The Fixer (Games People Play #1)

Not that it would matter. She’d committed most of the Tiffany files to memory. Tiny details, big items. What people said. She was the foremost expert on Tiffany, something Emery never wanted to be.

He let out a frustrated huffing sound. “It’s odd since we saw the surveillance video. Someone was in there and ran when Wren’s people flushed them out.”

The words clicked together in Emery’s head. “Video?”

The detective talked right over her. “Do you have somewhere to stay tonight?”

Wren picked that moment to shift. He stopped staring at her wall and put his back to it. “She can stay with me.”

“No.” She almost screamed the answer because it struck her as a terrible idea. Her common sense tended to fizzle with him around. There, in the small apartment—yeah, terrible idea. “I’m fine.”

“My money is on Brian to win this debate.”

She refused to take that bet. “Wait—”

“The police are going to want to talk to you. I’ll see if I can cut down on some of that, but you both have my number.” Rick shook Wren’s hand then looked at her. “Be safe, Emery.”

She continued to stare at Wren. It was just the two of them . . . in her bedroom.

“What?” he asked.

“You need to tell him.” She knew he liked secrecy, but she didn’t. The idea of living that way made her head spin.

He didn’t pretend to misunderstand. “Why?”

“I get you have this need for anonymity, but he’s a retired detective.” She sighed. “If you’re going to work on this case you’ll be talking to him. I’ll be talking with him. When we’re all together I could slip up.”

“Is that a warning?” Wren kept on staring and his voice stayed flat.

This wasn’t about winning or scoring points. “I’m really just being practical.”

After a few seconds he nodded. “If the need arises, I’ll fill him in.”

The importance of his words hit her head-on. “That’s a big deal to you, right? Conceding that?”

“The biggest.”

She didn’t know what to say to that so she jumped to the other topic on her mind. “You’ve been to crime scenes. You know the detectives.”

“Yes.” He drew out the word until it lasted for three syllables.

“You have people watching me and there’s apparently a tape, which we’re going to talk about at some point.” She tried to put it all together in her mind and make the idea of this stranger swooping in make sense. “Now you’re going to step up and work the case, fix it all somehow.”

Police continued to walk around the family room area just on the other side of the wall. She could hear Rick’s voice and someone else’s as they talked. Every light was on in the apartment and every nerve in her body kept pinging, but all she could see was the man in front of her. The one who confused her when they first met and continued to confuse her, but in a very different way now.

“Do you still think I’m a killer?” he asked.

She didn’t. She hadn’t since she talked to the senator. Something about the way people in power knew Wren and talked about him with admiration rather than fear had her opinion morphing. But that didn’t mean she understood him. Trouble was, she was starting to want to. “I can’t get a handle on what you are.”

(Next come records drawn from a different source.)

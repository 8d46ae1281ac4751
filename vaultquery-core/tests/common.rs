//! Common test utilities shared across integration tests.

#![allow(dead_code)]

use std::sync::Arc;

use vaultquery_core::logger::init_tracing;
use vaultquery_core::{MemoryRecordStore, Tags, WalletRecords};

/// Record type used by every fixture.
pub const CONTACT: &str = "contact";

/// A fresh store with one open wallet and a client bound to it.
pub fn setup() -> (Arc<MemoryRecordStore>, WalletRecords) {
    let _ = init_tracing("warn,vaultquery_core=debug");
    let store = Arc::new(MemoryRecordStore::new());
    let records = WalletRecords::new(store.clone(), store.open_wallet());
    (store, records)
}

/// Builds a tag map from name/value pairs.
pub fn tags(pairs: &[(&str, &str)]) -> Tags {
    pairs
        .iter()
        .map(|(name, value)| ((*name).to_string(), (*value).to_string()))
        .collect()
}

/// Adds `count` contacts with ids `c000`, `c001`, ... Even contacts are
/// `~status=active`, odd ones `~status=inactive`; `~score` is the index.
pub async fn add_contacts(records: &WalletRecords, count: usize) {
    for index in 0..count {
        let status = if index % 2 == 0 { "active" } else { "inactive" };
        let score = index.to_string();
        records
            .add(
                CONTACT,
                &format!("c{index:03}"),
                &format!("contact {index}"),
                &tags(&[("~status", status), ("~score", &score), ("region", "eu")]),
            )
            .await
            .expect("add contact");
    }
}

“Someone who wants to help you.”

“When people say that, I get nervous.” A lot of well-meaning people had messed up cases she’d worked on. They got the facts wrong or came up with wild theories. She waded through all of that noise at work. She hated that the cycle now repeated in her private life.

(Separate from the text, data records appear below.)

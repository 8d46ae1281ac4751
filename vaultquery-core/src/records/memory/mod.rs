//! In-memory record store.
//!
//! This implementation is NOT secure for production use: nothing is
//! encrypted and nothing is persisted. It honours the same wire contract as a
//! native store (filter language, tag classes, pagination, handle
//! invalidation) so searches can be exercised without one.

use std::collections::{BTreeMap, HashMap, VecDeque};
use std::sync::{Mutex, MutexGuard, PoisonError};

use serde::de::DeserializeOwned;

use crate::bridge::CompletionSink;
use crate::codec;
use crate::error::{CommonError, VaultQueryResult, WalletError};
use crate::handle::{SearchHandle, WalletHandle};

use super::store::RecordStore;
use super::types::{Batch, Record, SearchOptions, Tags};

mod matcher;

use matcher::TagQuery;

#[derive(Debug, Clone)]
struct StoredRecord {
    value: String,
    tags: Tags,
}

impl StoredRecord {
    fn project(&self, record_type: &str, id: &str, options: SearchOptions) -> Record {
        Record {
            id: id.to_owned(),
            record_type: options.include_type.then(|| record_type.to_owned()),
            value: options.include_value.then(|| self.value.clone()),
            tags: options.include_tags.then(|| self.tags.clone()),
        }
    }
}

/// Records of one wallet, by type then id.
type RecordsByType = BTreeMap<String, BTreeMap<String, StoredRecord>>;

/// A search snapshot taken when the search was opened.
struct OpenSearch {
    wallet: WalletHandle,
    total_count: usize,
    pending: VecDeque<Record>,
    options: SearchOptions,
}

#[derive(Default)]
struct State {
    last_handle: i32,
    wallets: HashMap<WalletHandle, RecordsByType>,
    searches: HashMap<SearchHandle, OpenSearch>,
}

impl State {
    fn next_handle(&mut self) -> i32 {
        self.last_handle += 1;
        self.last_handle
    }

    fn wallet(&self, wallet: WalletHandle) -> VaultQueryResult<&RecordsByType> {
        Ok(self.wallets.get(&wallet).ok_or(WalletError::InvalidHandle)?)
    }

    fn wallet_mut(&mut self, wallet: WalletHandle) -> VaultQueryResult<&mut RecordsByType> {
        Ok(self
            .wallets
            .get_mut(&wallet)
            .ok_or(WalletError::InvalidHandle)?)
    }

    fn record_mut(
        &mut self,
        wallet: WalletHandle,
        record_type: &str,
        id: &str,
    ) -> VaultQueryResult<&mut StoredRecord> {
        Ok(self
            .wallet_mut(wallet)?
            .get_mut(record_type)
            .and_then(|records| records.get_mut(id))
            .ok_or(WalletError::ItemNotFound)?)
    }
}

/// Record store that keeps every wallet in memory.
///
/// Searches snapshot their matches when opened and return them ordered by
/// record id. Handles are never reused.
#[derive(Default)]
pub struct MemoryRecordStore {
    state: Mutex<State>,
}

impl MemoryRecordStore {
    /// Creates an empty store without wallets.
    #[must_use]
    pub fn new() -> Self {
        Self::default()
    }

    /// Opens a new, empty wallet.
    #[must_use]
    pub fn open_wallet(&self) -> WalletHandle {
        let mut state = self.state();
        let wallet = WalletHandle::new(state.next_handle());
        state.wallets.insert(wallet, RecordsByType::new());
        log::debug!("opened in-memory {wallet}");
        wallet
    }

    /// Discards a wallet, its records and its open searches. Returns `false`
    /// if the wallet was not open.
    pub fn close_wallet(&self, wallet: WalletHandle) -> bool {
        let mut state = self.state();
        state.searches.retain(|_, search| search.wallet != wallet);
        state.wallets.remove(&wallet).is_some()
    }

    /// Number of searches currently open, across all wallets.
    #[must_use]
    pub fn open_search_count(&self) -> usize {
        self.state().searches.len()
    }

    // A panic while holding the lock cannot leave the maps half-updated.
    fn state(&self) -> MutexGuard<'_, State> {
        self.state.lock().unwrap_or_else(PoisonError::into_inner)
    }

    fn insert(
        &self,
        wallet: WalletHandle,
        record_type: &str,
        id: &str,
        value: &str,
        tags_json: &str,
    ) -> VaultQueryResult<()> {
        let tags: Tags = parse(tags_json)?;
        let mut state = self.state();
        let records = state
            .wallet_mut(wallet)?
            .entry(record_type.to_owned())
            .or_default();
        if records.contains_key(id) {
            return Err(WalletError::ItemAlreadyExists.into());
        }
        records.insert(
            id.to_owned(),
            StoredRecord {
                value: value.to_owned(),
                tags,
            },
        );
        Ok(())
    }

    fn update(
        &self,
        wallet: WalletHandle,
        record_type: &str,
        id: &str,
        change: impl FnOnce(&mut StoredRecord),
    ) -> VaultQueryResult<()> {
        let mut state = self.state();
        change(state.record_mut(wallet, record_type, id)?);
        Ok(())
    }

    fn remove(&self, wallet: WalletHandle, record_type: &str, id: &str) -> VaultQueryResult<()> {
        let mut state = self.state();
        state
            .wallet_mut(wallet)?
            .get_mut(record_type)
            .and_then(|records| records.remove(id))
            .map(drop)
            .ok_or_else(|| WalletError::ItemNotFound.into())
    }

    fn get(
        &self,
        wallet: WalletHandle,
        record_type: &str,
        id: &str,
        options_json: &str,
    ) -> VaultQueryResult<String> {
        let options: SearchOptions = parse(options_json)?;
        let state = self.state();
        let record = state
            .wallet(wallet)?
            .get(record_type)
            .and_then(|records| records.get(id))
            .ok_or(WalletError::ItemNotFound)?
            .project(record_type, id, options);
        codec::encode(&record)
    }

    fn search(
        &self,
        wallet: WalletHandle,
        record_type: &str,
        query_json: &str,
        options_json: &str,
    ) -> VaultQueryResult<SearchHandle> {
        let query = TagQuery::parse(query_json)?;
        let options: SearchOptions = parse(options_json)?;
        let mut state = self.state();
        let pending: VecDeque<Record> = state
            .wallet(wallet)?
            .get(record_type)
            .into_iter()
            .flatten()
            .filter(|(_, stored)| query.matches(&stored.tags))
            .map(|(id, stored)| stored.project(record_type, id, options))
            .collect();
        let search = SearchHandle::new(state.next_handle());
        state.searches.insert(
            search,
            OpenSearch {
                wallet,
                total_count: pending.len(),
                pending,
                options,
            },
        );
        Ok(search)
    }

    fn next_batch(
        &self,
        wallet: WalletHandle,
        search: SearchHandle,
        count: usize,
    ) -> VaultQueryResult<String> {
        let mut state = self.state();
        let open = state
            .searches
            .get_mut(&search)
            .filter(|open| open.wallet == wallet)
            .ok_or(WalletError::InvalidHandle)?;
        let take = count.min(open.pending.len());
        let page: Vec<Record> = open.pending.drain(..take).collect();
        let batch = Batch {
            total_count: open.options.include_count.then_some(open.total_count),
            records: (open.options.include_records && !page.is_empty()).then_some(page),
        };
        codec::encode(&batch)
    }

    fn release(&self, search: SearchHandle) -> VaultQueryResult<()> {
        self.state()
            .searches
            .remove(&search)
            .map(drop)
            .ok_or_else(|| WalletError::InvalidHandle.into())
    }
}

/// Parses a request payload the way the native engine does: malformed input
/// is an invalid structure.
fn parse<T: DeserializeOwned>(json: &str) -> VaultQueryResult<T> {
    codec::decode(json).map_err(|err| {
        log::debug!("rejecting request payload: {err}");
        CommonError::InvalidStructure.into()
    })
}

impl RecordStore for MemoryRecordStore {
    fn add_record(
        &self,
        wallet: WalletHandle,
        record_type: &str,
        id: &str,
        value: &str,
        tags_json: &str,
        sink: CompletionSink<()>,
    ) {
        sink.resolve(self.insert(wallet, record_type, id, value, tags_json));
    }

    fn update_record_value(
        &self,
        wallet: WalletHandle,
        record_type: &str,
        id: &str,
        value: &str,
        sink: CompletionSink<()>,
    ) {
        sink.resolve(self.update(wallet, record_type, id, |record| {
            value.clone_into(&mut record.value);
        }));
    }

    fn update_record_tags(
        &self,
        wallet: WalletHandle,
        record_type: &str,
        id: &str,
        tags_json: &str,
        sink: CompletionSink<()>,
    ) {
        let result = parse::<Tags>(tags_json)
            .and_then(|tags| self.update(wallet, record_type, id, |record| record.tags = tags));
        sink.resolve(result);
    }

    fn add_record_tags(
        &self,
        wallet: WalletHandle,
        record_type: &str,
        id: &str,
        tags_json: &str,
        sink: CompletionSink<()>,
    ) {
        let result = parse::<Tags>(tags_json).and_then(|tags| {
            self.update(wallet, record_type, id, |record| record.tags.extend(tags))
        });
        sink.resolve(result);
    }

    fn delete_record_tags(
        &self,
        wallet: WalletHandle,
        record_type: &str,
        id: &str,
        tag_names_json: &str,
        sink: CompletionSink<()>,
    ) {
        let result = parse::<Vec<String>>(tag_names_json).and_then(|names| {
            self.update(wallet, record_type, id, |record| {
                for name in &names {
                    record.tags.remove(name);
                }
            })
        });
        sink.resolve(result);
    }

    fn delete_record(
        &self,
        wallet: WalletHandle,
        record_type: &str,
        id: &str,
        sink: CompletionSink<()>,
    ) {
        sink.resolve(self.remove(wallet, record_type, id));
    }

    fn get_record(
        &self,
        wallet: WalletHandle,
        record_type: &str,
        id: &str,
        options_json: &str,
        sink: CompletionSink<String>,
    ) {
        sink.resolve(self.get(wallet, record_type, id, options_json));
    }

    fn open_search(
        &self,
        wallet: WalletHandle,
        record_type: &str,
        query_json: &str,
        options_json: &str,
        sink: CompletionSink<SearchHandle>,
    ) {
        sink.resolve(self.search(wallet, record_type, query_json, options_json));
    }

    fn fetch_next_records(
        &self,
        wallet: WalletHandle,
        search: SearchHandle,
        count: usize,
        sink: CompletionSink<String>,
    ) {
        sink.resolve(self.next_batch(wallet, search, count));
    }

    fn close_search(&self, search: SearchHandle, sink: CompletionSink<()>) {
        sink.resolve(self.release(search));
    }
}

“Isn’t giving people closure, assisting them through this process, what you do for a living?”

It was as if he read her mind, which was truly annoying. The one defense she had against this guy was to lock him out of her thoughts. That and fake outrage, but it was getting harder to hold on to that. “Don’t be logical.”

“Sorry.” He smiled as he moved in closer. “Are you really okay? Seeing the police cars had to be a shock.”

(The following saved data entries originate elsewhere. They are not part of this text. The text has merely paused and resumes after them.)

//! Boolean filter trees over record tags.

use strum::IntoStaticStr;

/// Comparison applied between a tag and a single value.
#[derive(Debug, Clone, Copy, PartialEq, Eq, Hash, IntoStaticStr)]
#[strum(serialize_all = "lowercase")]
pub enum ComparisonOp {
    /// Tag equals the value.
    Eq,
    /// Tag differs from the value.
    Neq,
    /// Tag sorts before the value.
    Lt,
    /// Tag sorts before or equal to the value.
    Lte,
    /// Tag sorts after the value.
    Gt,
    /// Tag sorts after or equal to the value.
    Gte,
    /// Tag matches the value as a SQL `LIKE` pattern (`%` and `_` wildcards).
    Like,
    /// Tag is the value. Rendered as a one-element `$in` list.
    In,
}

impl ComparisonOp {
    /// Operator keyword used on the wire, e.g. `"$gte"`.
    #[must_use]
    pub fn keyword(self) -> String {
        let name: &'static str = self.into();
        format!("${name}")
    }
}

/// A filter over the tags of stored records.
///
/// Tags whose name starts with `~` are stored unencrypted and support every
/// operator. Encrypted tags only support exact matching (`Eq`, `Neq`, `In`).
/// Names are passed to the store verbatim.
#[derive(Debug, Clone, PartialEq, Eq, Default)]
pub enum Expression {
    /// Matches every record.
    #[default]
    True,
    /// Matches when every child matches. Empty matches everything.
    And(Vec<Expression>),
    /// Matches when any child matches. Empty matches everything.
    Or(Vec<Expression>),
    /// Matches when the child does not.
    Not(Box<Expression>),
    /// Compares a tag with a single value.
    Compare {
        /// Tag name.
        field: String,
        /// Comparison to apply.
        op: ComparisonOp,
        /// Value to compare against.
        value: String,
    },
    /// Matches when the tag equals one of the values.
    InSet {
        /// Tag name.
        field: String,
        /// Accepted values, passed on unchanged (order and duplicates kept).
        values: Vec<String>,
    },
}

impl Expression {
    /// Conjunction of `children`.
    #[must_use]
    pub fn and(children: impl IntoIterator<Item = Self>) -> Self {
        Self::And(children.into_iter().collect())
    }

    /// Disjunction of `children`.
    #[must_use]
    pub fn or(children: impl IntoIterator<Item = Self>) -> Self {
        Self::Or(children.into_iter().collect())
    }

    /// Negation of `child`.
    #[must_use]
    pub fn not(child: Self) -> Self {
        Self::Not(Box::new(child))
    }

    /// `field` compared with `value` using `op`.
    #[must_use]
    pub fn compare(field: impl Into<String>, op: ComparisonOp, value: impl Into<String>) -> Self {
        Self::Compare {
            field: field.into(),
            op,
            value: value.into(),
        }
    }

    /// `field == value`.
    #[must_use]
    pub fn equal(field: impl Into<String>, value: impl Into<String>) -> Self {
        Self::compare(field, ComparisonOp::Eq, value)
    }

    /// `field != value`.
    #[must_use]
    pub fn unequal(field: impl Into<String>, value: impl Into<String>) -> Self {
        Self::compare(field, ComparisonOp::Neq, value)
    }

    /// `field < value`.
    #[must_use]
    pub fn less(field: impl Into<String>, value: impl Into<String>) -> Self {
        Self::compare(field, ComparisonOp::Lt, value)
    }

    /// `field <= value`.
    #[must_use]
    pub fn less_equal(field: impl Into<String>, value: impl Into<String>) -> Self {
        Self::compare(field, ComparisonOp::Lte, value)
    }

    /// `field > value`.
    #[must_use]
    pub fn greater(field: impl Into<String>, value: impl Into<String>) -> Self {
        Self::compare(field, ComparisonOp::Gt, value)
    }

    /// `field >= value`.
    #[must_use]
    pub fn greater_equal(field: impl Into<String>, value: impl Into<String>) -> Self {
        Self::compare(field, ComparisonOp::Gte, value)
    }

    /// `field LIKE pattern`.
    #[must_use]
    pub fn like(field: impl Into<String>, pattern: impl Into<String>) -> Self {
        Self::compare(field, ComparisonOp::Like, pattern)
    }

    /// `field IN values`.
    #[must_use]
    pub fn in_set<I, V>(field: impl Into<String>, values: I) -> Self
    where
        I: IntoIterator<Item = V>,
        V: Into<String>,
    {
        Self::InSet {
            field: field.into(),
            values: values.into_iter().map(Into::into).collect(),
        }
    }
}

“I will be once I know why you have me under surveillance. No bat this time. Just a simple question.” It really wasn’t an accusation. More of a curiosity, which was so unlike her. She came out fighting. With him, she relished the verbal battle but couldn’t seem to maintain her outrage.

“Because you were trying to find me and I didn’t know why. It started out for my protection.” He took another step, closed the gap between them. “Now it’s for yours.”

They stood at the end of her bed, in the small space between the mattress and the wall. She should guide them back into the family room. Keep them well away from this part of the apartment.

She moved in closer. “Stop it. I’m not kidding.”

“What are you referring to exactly?”

That was a great question. “Whatever is happening here. The bold way you burst into my life.”

“Actually, you tracked me down.”

They stood just inches apart. Without thinking she rested her hand against his chest again, loving the stretch of his muscles under her palm just as much this time. “Don’t change the subject.”